Okay, first let's build our Huffman tree:
> (define fifties-song-tree
    (generate-huffman-tree
      '((A 2) (BOOM 1) (GET 2) (JOB 2) (NA 16) (SHA 3) (YIP 9) (WAH 1))))
> fifties-song-tree
'((leaf NA 16)
  ((leaf YIP 9)
   (((leaf A 2) ((leaf WAH 1) (leaf BOOM 1) (WAH BOOM) 2) (A WAH BOOM) 4)
   ((leaf SHA 3) ((leaf JOB 2) (leaf GET 2) (JOB GET) 4) (SHA JOB GET) 7)
   (A WAH BOOM SHA JOB GET)
   11)
  (YIP A WAH BOOM SHA JOB GET)
  20)
 (NA YIP A WAH BOOM SHA JOB GET)
 36)
And now let's encode our song:
> (define encoded-song (encode '(GET A JOB
                                 SHA NA NA NA NA NA NA NA NA
                                 GET A JOB
                                 SHA NA NA NA NA NA NA NA NA
                                 WAH YIP YIP YIP YIP YIP YIP YIP YIP YIP 
                                 SHA BOOM)
                               fifties-song-tree))
> encoded-song
'(1 1 1 1 1 1 1 0 0 1 1 1 1 0 1 1 1 0 0 0 0 0 0 0 0 0 1 1 1 1 1 1
  1 0 0 1 1 1 1 0 1 1 1 0 0 0 0 0 0 0 0 0 1 1 0 1 0 1 0 1 0 1 0 1
  0 1 0 1 0 1 0 1 0 1 0 1 1 1 0 1 1 0 1 1)
> (length encoded-song)
84
So we need 84 bits to encode the song using our Huffman tree.
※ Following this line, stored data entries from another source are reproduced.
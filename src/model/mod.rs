//! Semantic document model for parsed configuration.
//!
//! A `Block` is a named syntactic unit (resource, module call, variable
//! group, nested sub-block); an `Attribute` is a named value on a block.
//! The model is read-only after construction and every navigation or query
//! operation is total: missing data yields the absent/false/empty answer,
//! never a panic or an error.

pub mod attribute;
pub mod range;
pub mod value;

use std::sync::Arc;

pub use attribute::Attribute;
pub use range::Range;
pub use value::Value;

use crate::resolve::Context;

/// A named syntactic unit in the parsed configuration.
#[derive(Debug, Clone)]
pub struct Block {
    kind: String,
    type_label: Option<String>,
    instance_labels: Vec<String>,
    attributes: Vec<Attribute>,
    children: Vec<Block>,
    range: Range,
    module_path: Option<String>,
    ctx: Arc<Context>,
}

impl Block {
    #[allow(clippy::too_many_arguments)]
    pub(crate) fn new(
        kind: String,
        type_label: Option<String>,
        instance_labels: Vec<String>,
        attributes: Vec<Attribute>,
        children: Vec<Block>,
        range: Range,
        module_path: Option<String>,
        ctx: Arc<Context>,
    ) -> Self {
        Self {
            kind,
            type_label,
            instance_labels,
            attributes,
            children,
            range,
            module_path,
            ctx,
        }
    }

    /// Block category: "resource", "module", "variable", or the name of a
    /// nested sub-block such as "ingress".
    pub fn kind(&self) -> &str {
        &self.kind
    }

    /// First label, e.g. a resource type name such as `aws_s3_bucket`.
    pub fn type_label(&self) -> Option<&str> {
        self.type_label.as_deref()
    }

    /// Remaining labels, e.g. the resource instance name.
    pub fn instance_labels(&self) -> &[String] {
        &self.instance_labels
    }

    /// Which module instantiation produced this block, for multi-module
    /// trees. `None` for the root module.
    pub fn module_path(&self) -> Option<&str> {
        self.module_path.as_deref()
    }

    /// The resolution context of this block's module.
    pub fn context(&self) -> &Arc<Context> {
        &self.ctx
    }

    pub fn range(&self) -> &Range {
        &self.range
    }

    pub fn attributes(&self) -> &[Attribute] {
        &self.attributes
    }

    pub fn children(&self) -> &[Block] {
        &self.children
    }

    /// The attribute with the given name, or `None`. Never resolves
    /// defaults implicitly — default-value policy belongs to the rule.
    pub fn get_attribute(&self, name: &str) -> Option<&Attribute> {
        self.attributes.iter().find(|a| a.name() == name)
    }

    /// First direct child block of the given kind. Returns an absent
    /// sentinel rather than an option so navigation chains stay total:
    /// `block.get_block("a").get_block("b").get_attribute("c")` is safe
    /// regardless of which levels exist.
    pub fn get_block(&self, name: &str) -> BlockRef<'_> {
        BlockRef(self.children.iter().find(|b| b.kind == name))
    }

    /// All direct child blocks of the given kind, in source order.
    pub fn get_blocks(&self, name: &str) -> Vec<&Block> {
        self.children.iter().filter(|b| b.kind == name).collect()
    }

    /// Whether an attribute or child block with this name exists.
    pub fn has_child(&self, name: &str) -> bool {
        self.get_attribute(name).is_some() || self.get_block(name).is_present()
    }

    /// Exact complement of `has_child`.
    pub fn missing_child(&self, name: &str) -> bool {
        !self.has_child(name)
    }

    /// Human-readable `kind.typeLabel.instanceLabel` path for messages,
    /// prefixed with the module path for blocks inside modules.
    pub fn full_name(&self) -> String {
        let mut parts = vec![self.kind.as_str()];
        if let Some(label) = &self.type_label {
            parts.push(label);
        }
        for label in &self.instance_labels {
            parts.push(label);
        }
        let name = parts.join(".");
        match &self.module_path {
            Some(path) => format!("{}:{}", path, name),
            None => name,
        }
    }
}

/// Possibly-absent reference to a block. Implements the same navigation
/// surface as `Block`, answering absent/empty for every query when no block
/// is present.
#[derive(Debug, Clone, Copy)]
pub struct BlockRef<'a>(Option<&'a Block>);

impl<'a> BlockRef<'a> {
    pub(crate) fn absent() -> Self {
        BlockRef(None)
    }

    pub fn is_present(&self) -> bool {
        self.0.is_some()
    }

    pub fn as_block(&self) -> Option<&'a Block> {
        self.0
    }

    pub fn get_attribute(&self, name: &str) -> Option<&'a Attribute> {
        self.0.and_then(|b| b.get_attribute(name))
    }

    pub fn get_block(&self, name: &str) -> BlockRef<'a> {
        match self.0 {
            Some(block) => block.get_block(name),
            None => BlockRef::absent(),
        }
    }

    pub fn get_blocks(&self, name: &str) -> Vec<&'a Block> {
        self.0.map(|b| b.get_blocks(name)).unwrap_or_default()
    }

    pub fn has_child(&self, name: &str) -> bool {
        self.0.map(|b| b.has_child(name)).unwrap_or(false)
    }

    pub fn missing_child(&self, name: &str) -> bool {
        !self.has_child(name)
    }

    pub fn range(&self) -> Option<&'a Range> {
        self.0.map(|b| b.range())
    }
}

#[cfg(test)]
mod tests {
    use crate::loader::load_source;

    #[test]
    fn navigation_misses_are_total() {
        let blocks = load_source(
            r#"
resource "aws_s3_bucket" "logs" {
    acl = "private"
}
"#,
        )
        .unwrap();
        let bucket = &blocks[0];

        assert!(bucket.get_attribute("versioning").is_none());
        assert!(bucket.missing_child("versioning"));
        assert!(!bucket.has_child("versioning"));

        // Chained navigation through absent blocks never panics.
        let attr = bucket
            .get_block("lifecycle_rule")
            .get_block("expiration")
            .get_attribute("days");
        assert!(attr.is_none());
        assert!(bucket.get_block("lifecycle_rule").missing_child("days"));
    }

    #[test]
    fn labels_and_full_name() {
        let blocks = load_source(
            r#"
resource "aws_s3_bucket" "logs" {
    acl = "private"
}
"#,
        )
        .unwrap();
        let bucket = &blocks[0];
        assert_eq!(bucket.kind(), "resource");
        assert_eq!(bucket.type_label(), Some("aws_s3_bucket"));
        assert_eq!(bucket.instance_labels(), &["logs".to_string()]);
        assert_eq!(bucket.full_name(), "resource.aws_s3_bucket.logs");
    }

    #[test]
    fn nested_blocks_preserve_order() {
        let blocks = load_source(
            r#"
resource "aws_security_group" "web" {
    ingress {
        from_port = 80
    }
    ingress {
        from_port = 443
    }
}
"#,
        )
        .unwrap();
        let group = &blocks[0];
        let ingress = group.get_blocks("ingress");
        assert_eq!(ingress.len(), 2);
        assert!(ingress[0].get_attribute("from_port").unwrap().equals(80i64));
        assert!(ingress[1].get_attribute("from_port").unwrap().equals(443i64));
        assert!(group.get_block("ingress").is_present());
        assert!(group.has_child("ingress"));
    }
}
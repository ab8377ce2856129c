use indexmap::IndexMap;
use serde::Serialize;

/// A resolved attribute value.
///
/// This is a closed set: every consumer matches exhaustively, so a rule can
/// never assume the wrong variant. "Absent" is deliberately not a variant —
/// a missing attribute is an `Option::None` at the lookup site, keeping
/// "missing" and "present but empty/false" distinguishable.
#[derive(Debug, Clone, PartialEq, Serialize)]
#[serde(rename_all = "lowercase")]
pub enum Value {
    /// Resolved but indeterminate (computed-only expression, unsupported
    /// function, reference cycle). Rules treat this as "cannot assert".
    Unknown,
    String(String),
    Bool(bool),
    Number(f64),
    List(Vec<Value>),
    Map(IndexMap<String, Value>),
}

impl Value {
    pub fn is_unknown(&self) -> bool {
        matches!(self, Value::Unknown)
    }

    /// True for unknown, the empty string, and zero-length lists/maps.
    pub fn is_empty(&self) -> bool {
        match self {
            Value::Unknown => true,
            Value::String(s) => s.is_empty(),
            Value::Bool(_) | Value::Number(_) => false,
            Value::List(items) => items.is_empty(),
            Value::Map(entries) => entries.is_empty(),
        }
    }

    pub fn as_str(&self) -> Option<&str> {
        match self {
            Value::String(s) => Some(s),
            _ => None,
        }
    }

    pub fn as_bool(&self) -> Option<bool> {
        match self {
            Value::Bool(b) => Some(*b),
            _ => None,
        }
    }

    pub fn as_number(&self) -> Option<f64> {
        match self {
            Value::Number(n) => Some(*n),
            _ => None,
        }
    }

    pub fn as_list(&self) -> Option<&[Value]> {
        match self {
            Value::List(items) => Some(items),
            _ => None,
        }
    }

    pub fn as_map(&self) -> Option<&IndexMap<String, Value>> {
        match self {
            Value::Map(entries) => Some(entries),
            _ => None,
        }
    }

    /// Type-aware equality: string-to-string (optionally case-insensitive),
    /// boolean-to-boolean, number-to-number, element-wise for lists and maps.
    /// Cross-variant comparisons are always false, and unknown equals
    /// nothing, not even another unknown.
    pub fn equals(&self, other: &Value, ignore_case: bool) -> bool {
        match (self, other) {
            (Value::String(a), Value::String(b)) => {
                if ignore_case {
                    a.eq_ignore_ascii_case(b)
                } else {
                    a == b
                }
            }
            (Value::Bool(a), Value::Bool(b)) => a == b,
            (Value::Number(a), Value::Number(b)) => a == b,
            (Value::List(a), Value::List(b)) => {
                a.len() == b.len()
                    && a.iter().zip(b.iter()).all(|(x, y)| x.equals(y, ignore_case))
            }
            (Value::Map(a), Value::Map(b)) => {
                a.len() == b.len()
                    && a.iter().all(|(k, v)| {
                        b.get(k).map(|w| v.equals(w, ignore_case)).unwrap_or(false)
                    })
            }
            _ => false,
        }
    }

    /// Containment: substring for strings, element membership for lists,
    /// key membership for maps. Other variants contain nothing.
    pub fn contains(&self, needle: &str, ignore_case: bool) -> bool {
        match self {
            Value::String(s) => {
                if ignore_case {
                    s.to_ascii_lowercase()
                        .contains(&needle.to_ascii_lowercase())
                } else {
                    s.contains(needle)
                }
            }
            Value::List(items) => items
                .iter()
                .any(|item| item.equals(&Value::from(needle), ignore_case)),
            Value::Map(entries) => entries.keys().any(|key| {
                if ignore_case {
                    key.eq_ignore_ascii_case(needle)
                } else {
                    key == needle
                }
            }),
            _ => false,
        }
    }
}

impl From<&str> for Value {
    fn from(s: &str) -> Self {
        Value::String(s.to_string())
    }
}

impl From<String> for Value {
    fn from(s: String) -> Self {
        Value::String(s)
    }
}

impl From<bool> for Value {
    fn from(b: bool) -> Self {
        Value::Bool(b)
    }
}

impl From<i64> for Value {
    fn from(n: i64) -> Self {
        Value::Number(n as f64)
    }
}

impl From<f64> for Value {
    fn from(n: f64) -> Self {
        Value::Number(n)
    }
}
How about if we use a fixed-length code? Well, we have eight symbols to encode so, using a fixed-length code, we could encode the message using 3 bits per symbol (as 23=8). As there are a total of 36 symbols to encode, that means we could encode this using a fixed-length code using 36×3=108 bits.

So using Huffman encoding has saved us 24 bits - a 22% reduction in the size of the message.